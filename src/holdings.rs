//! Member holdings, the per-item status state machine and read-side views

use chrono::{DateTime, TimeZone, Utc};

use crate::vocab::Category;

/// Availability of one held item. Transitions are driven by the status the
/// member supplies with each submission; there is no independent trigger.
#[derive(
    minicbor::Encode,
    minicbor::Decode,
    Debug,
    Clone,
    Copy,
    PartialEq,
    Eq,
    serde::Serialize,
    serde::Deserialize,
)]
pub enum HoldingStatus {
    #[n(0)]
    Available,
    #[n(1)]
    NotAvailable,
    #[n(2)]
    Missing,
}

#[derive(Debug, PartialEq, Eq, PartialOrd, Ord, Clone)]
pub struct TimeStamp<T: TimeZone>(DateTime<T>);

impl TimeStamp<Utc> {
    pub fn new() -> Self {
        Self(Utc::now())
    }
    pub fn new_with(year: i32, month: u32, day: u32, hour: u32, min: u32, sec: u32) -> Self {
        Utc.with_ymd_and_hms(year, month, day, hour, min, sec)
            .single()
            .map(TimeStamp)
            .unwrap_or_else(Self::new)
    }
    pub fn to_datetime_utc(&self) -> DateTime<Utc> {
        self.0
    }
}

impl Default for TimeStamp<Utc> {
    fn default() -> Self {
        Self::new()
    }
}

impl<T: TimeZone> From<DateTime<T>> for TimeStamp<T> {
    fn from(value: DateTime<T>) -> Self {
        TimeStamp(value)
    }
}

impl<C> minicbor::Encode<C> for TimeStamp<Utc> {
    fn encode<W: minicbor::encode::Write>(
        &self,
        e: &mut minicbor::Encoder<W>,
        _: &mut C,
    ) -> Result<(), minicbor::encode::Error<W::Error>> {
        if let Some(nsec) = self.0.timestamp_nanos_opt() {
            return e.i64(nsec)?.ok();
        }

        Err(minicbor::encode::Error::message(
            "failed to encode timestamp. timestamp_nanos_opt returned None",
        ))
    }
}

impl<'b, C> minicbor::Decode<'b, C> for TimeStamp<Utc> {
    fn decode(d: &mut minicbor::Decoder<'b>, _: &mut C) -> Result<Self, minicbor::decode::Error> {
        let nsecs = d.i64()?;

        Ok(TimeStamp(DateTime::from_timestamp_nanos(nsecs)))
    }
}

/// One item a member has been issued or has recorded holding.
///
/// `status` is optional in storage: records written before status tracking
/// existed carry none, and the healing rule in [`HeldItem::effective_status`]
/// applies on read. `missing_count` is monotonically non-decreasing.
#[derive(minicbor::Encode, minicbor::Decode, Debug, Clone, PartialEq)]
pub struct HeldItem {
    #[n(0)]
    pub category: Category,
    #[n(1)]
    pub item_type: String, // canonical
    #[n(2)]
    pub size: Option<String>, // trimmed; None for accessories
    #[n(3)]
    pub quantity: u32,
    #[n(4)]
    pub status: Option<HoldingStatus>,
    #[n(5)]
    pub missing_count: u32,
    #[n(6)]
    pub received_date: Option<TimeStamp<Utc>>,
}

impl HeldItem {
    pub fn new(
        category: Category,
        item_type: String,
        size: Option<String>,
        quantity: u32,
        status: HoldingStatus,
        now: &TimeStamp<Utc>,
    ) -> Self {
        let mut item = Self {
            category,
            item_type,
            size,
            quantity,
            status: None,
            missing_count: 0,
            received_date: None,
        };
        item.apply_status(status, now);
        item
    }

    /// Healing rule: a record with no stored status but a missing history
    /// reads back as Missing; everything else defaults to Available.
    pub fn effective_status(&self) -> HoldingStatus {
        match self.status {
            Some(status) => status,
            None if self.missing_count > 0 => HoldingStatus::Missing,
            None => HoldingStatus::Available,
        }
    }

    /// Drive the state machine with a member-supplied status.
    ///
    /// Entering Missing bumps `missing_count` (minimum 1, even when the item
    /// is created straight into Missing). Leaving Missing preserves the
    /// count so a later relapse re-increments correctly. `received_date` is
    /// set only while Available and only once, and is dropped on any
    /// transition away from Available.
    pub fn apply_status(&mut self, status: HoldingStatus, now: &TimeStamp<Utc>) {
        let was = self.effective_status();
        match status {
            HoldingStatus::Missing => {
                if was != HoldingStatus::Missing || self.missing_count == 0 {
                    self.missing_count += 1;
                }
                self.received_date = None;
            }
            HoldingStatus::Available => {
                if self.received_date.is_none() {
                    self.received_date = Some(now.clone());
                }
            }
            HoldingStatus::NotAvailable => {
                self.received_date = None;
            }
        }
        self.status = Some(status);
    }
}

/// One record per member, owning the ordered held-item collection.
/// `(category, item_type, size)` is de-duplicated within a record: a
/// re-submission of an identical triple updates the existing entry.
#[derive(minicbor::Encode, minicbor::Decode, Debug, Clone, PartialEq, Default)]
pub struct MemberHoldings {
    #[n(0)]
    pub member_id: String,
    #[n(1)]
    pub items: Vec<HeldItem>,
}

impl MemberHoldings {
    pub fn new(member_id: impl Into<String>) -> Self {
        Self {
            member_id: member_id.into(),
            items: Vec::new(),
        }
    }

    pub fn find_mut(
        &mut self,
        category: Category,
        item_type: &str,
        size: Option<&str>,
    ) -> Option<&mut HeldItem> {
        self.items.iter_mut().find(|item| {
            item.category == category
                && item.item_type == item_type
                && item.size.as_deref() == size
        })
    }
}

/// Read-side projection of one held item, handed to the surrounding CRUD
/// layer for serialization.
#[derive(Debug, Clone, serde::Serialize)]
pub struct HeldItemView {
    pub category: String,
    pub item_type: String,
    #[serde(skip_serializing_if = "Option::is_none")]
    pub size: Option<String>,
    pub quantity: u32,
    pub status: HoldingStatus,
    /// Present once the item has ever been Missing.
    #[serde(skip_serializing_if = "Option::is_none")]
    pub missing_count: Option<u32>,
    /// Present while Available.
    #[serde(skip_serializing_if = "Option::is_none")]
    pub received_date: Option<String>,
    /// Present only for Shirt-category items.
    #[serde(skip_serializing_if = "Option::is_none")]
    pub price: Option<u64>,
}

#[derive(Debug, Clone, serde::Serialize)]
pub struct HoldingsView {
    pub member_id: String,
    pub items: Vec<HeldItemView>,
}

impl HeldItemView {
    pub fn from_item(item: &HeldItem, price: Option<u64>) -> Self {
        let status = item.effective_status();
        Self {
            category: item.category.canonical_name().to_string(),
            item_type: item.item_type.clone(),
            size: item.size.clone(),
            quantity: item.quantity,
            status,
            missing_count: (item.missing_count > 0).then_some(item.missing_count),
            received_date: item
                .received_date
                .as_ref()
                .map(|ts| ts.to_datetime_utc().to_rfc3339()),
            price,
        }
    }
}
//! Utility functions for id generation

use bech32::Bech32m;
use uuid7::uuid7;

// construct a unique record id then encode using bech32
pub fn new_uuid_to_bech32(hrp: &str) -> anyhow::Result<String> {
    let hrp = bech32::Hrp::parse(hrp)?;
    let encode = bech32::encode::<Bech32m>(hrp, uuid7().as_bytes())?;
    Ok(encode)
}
--
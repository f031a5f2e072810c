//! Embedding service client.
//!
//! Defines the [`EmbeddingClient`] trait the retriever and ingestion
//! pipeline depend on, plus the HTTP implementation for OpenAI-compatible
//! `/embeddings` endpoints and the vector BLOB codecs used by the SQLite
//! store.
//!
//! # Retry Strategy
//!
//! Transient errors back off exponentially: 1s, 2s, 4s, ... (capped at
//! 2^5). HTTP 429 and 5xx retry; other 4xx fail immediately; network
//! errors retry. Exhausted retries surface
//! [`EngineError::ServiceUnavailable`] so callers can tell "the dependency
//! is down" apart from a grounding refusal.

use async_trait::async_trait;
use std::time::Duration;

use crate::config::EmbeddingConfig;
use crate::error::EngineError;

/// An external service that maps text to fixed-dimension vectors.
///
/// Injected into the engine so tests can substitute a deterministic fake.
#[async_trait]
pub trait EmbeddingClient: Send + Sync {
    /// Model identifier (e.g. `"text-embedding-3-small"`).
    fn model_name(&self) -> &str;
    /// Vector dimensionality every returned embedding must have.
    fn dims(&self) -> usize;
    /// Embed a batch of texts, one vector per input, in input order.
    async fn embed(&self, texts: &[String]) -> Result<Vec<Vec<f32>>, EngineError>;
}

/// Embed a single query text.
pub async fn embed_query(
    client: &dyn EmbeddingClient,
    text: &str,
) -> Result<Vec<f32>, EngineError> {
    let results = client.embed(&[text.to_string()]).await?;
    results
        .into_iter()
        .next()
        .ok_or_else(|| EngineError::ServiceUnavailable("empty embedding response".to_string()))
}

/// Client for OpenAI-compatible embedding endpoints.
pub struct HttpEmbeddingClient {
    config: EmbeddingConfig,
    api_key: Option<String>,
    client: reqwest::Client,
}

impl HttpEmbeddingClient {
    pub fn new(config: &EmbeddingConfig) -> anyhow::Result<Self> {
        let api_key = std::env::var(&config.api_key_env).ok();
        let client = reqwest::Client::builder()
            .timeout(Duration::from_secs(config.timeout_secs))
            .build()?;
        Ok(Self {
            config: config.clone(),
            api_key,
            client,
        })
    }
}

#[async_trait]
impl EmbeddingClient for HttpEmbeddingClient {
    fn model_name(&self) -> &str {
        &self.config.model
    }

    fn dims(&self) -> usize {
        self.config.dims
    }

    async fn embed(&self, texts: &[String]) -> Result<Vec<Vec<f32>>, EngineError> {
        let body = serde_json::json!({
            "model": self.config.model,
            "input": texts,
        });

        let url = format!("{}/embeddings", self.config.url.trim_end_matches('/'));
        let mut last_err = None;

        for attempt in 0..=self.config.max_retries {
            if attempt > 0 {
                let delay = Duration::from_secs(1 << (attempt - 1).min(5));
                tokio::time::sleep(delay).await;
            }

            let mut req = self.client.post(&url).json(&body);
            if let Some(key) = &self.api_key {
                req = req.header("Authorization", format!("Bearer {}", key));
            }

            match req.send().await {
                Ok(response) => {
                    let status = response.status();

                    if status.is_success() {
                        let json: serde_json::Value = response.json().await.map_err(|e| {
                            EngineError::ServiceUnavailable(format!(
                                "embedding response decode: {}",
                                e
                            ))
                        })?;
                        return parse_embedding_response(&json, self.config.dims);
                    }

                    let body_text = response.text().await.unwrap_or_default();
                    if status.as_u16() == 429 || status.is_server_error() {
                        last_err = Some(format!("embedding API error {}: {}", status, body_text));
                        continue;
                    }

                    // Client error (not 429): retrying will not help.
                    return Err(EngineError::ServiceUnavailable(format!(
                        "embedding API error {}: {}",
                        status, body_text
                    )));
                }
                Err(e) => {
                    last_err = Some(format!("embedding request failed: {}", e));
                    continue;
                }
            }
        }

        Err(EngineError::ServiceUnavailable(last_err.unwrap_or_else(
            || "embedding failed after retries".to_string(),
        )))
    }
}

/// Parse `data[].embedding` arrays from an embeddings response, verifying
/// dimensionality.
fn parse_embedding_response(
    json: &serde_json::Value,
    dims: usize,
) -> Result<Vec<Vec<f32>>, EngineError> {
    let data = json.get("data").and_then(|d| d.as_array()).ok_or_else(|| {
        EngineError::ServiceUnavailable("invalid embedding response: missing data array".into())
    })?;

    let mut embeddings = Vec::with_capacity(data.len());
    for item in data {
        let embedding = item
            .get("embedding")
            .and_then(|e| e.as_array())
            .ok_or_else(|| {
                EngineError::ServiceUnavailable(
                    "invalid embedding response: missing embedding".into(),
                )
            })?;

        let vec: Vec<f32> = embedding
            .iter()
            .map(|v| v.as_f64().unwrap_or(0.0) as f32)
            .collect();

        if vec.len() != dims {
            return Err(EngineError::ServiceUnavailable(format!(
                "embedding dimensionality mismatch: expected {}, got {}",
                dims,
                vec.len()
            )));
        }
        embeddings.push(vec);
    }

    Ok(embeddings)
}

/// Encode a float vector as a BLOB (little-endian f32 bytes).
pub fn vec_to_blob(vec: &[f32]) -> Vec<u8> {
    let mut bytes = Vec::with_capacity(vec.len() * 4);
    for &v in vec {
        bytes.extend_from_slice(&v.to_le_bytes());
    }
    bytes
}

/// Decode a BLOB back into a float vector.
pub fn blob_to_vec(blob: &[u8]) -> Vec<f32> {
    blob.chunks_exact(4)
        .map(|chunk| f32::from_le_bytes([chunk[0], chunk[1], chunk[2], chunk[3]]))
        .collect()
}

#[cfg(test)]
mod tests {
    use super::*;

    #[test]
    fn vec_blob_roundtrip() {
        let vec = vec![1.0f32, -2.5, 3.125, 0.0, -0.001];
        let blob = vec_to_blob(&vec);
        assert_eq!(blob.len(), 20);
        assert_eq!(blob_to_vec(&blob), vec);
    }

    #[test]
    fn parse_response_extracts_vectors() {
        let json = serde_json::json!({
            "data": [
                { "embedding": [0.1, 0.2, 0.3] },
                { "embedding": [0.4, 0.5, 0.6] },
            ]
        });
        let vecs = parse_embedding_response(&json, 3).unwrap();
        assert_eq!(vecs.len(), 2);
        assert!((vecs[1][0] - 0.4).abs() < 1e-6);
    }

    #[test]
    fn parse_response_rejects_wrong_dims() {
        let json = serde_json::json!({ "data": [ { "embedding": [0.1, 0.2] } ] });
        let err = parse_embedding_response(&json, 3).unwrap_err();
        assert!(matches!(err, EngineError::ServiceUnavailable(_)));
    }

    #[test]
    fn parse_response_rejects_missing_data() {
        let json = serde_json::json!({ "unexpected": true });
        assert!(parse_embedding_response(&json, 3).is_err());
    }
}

* **What is required**:
Looking at the data above, write out exactly the lines that start at the one containing "filename src/holdings.rs" and end at the one containing "Self(Utc::now())"; include both and nothing beyond.

* **Expected output**:
filename src/holdings.rs
//! Member holdings, the per-item status state machine and read-side views

use chrono::{DateTime, TimeZone, Utc};

use crate::vocab::Category;

/// Availability of one held item. Transitions are driven by the status the
/// member supplies with each submission; there is no independent trigger.
#[derive(
    minicbor::Encode,
    minicbor::Decode,
    Debug,
    Clone,
    Copy,
    PartialEq,
    Eq,
    serde::Serialize,
    serde::Deserialize,
)]
pub enum HoldingStatus {
    #[n(0)]
    Available,
    #[n(1)]
    NotAvailable,
    #[n(2)]
    Missing,
}

#[derive(Debug, PartialEq, Eq, PartialOrd, Ord, Clone)]
pub struct TimeStamp<T: TimeZone>(DateTime<T>);

impl TimeStamp<Utc> {
    pub fn new() -> Self {
        Self(Utc::now())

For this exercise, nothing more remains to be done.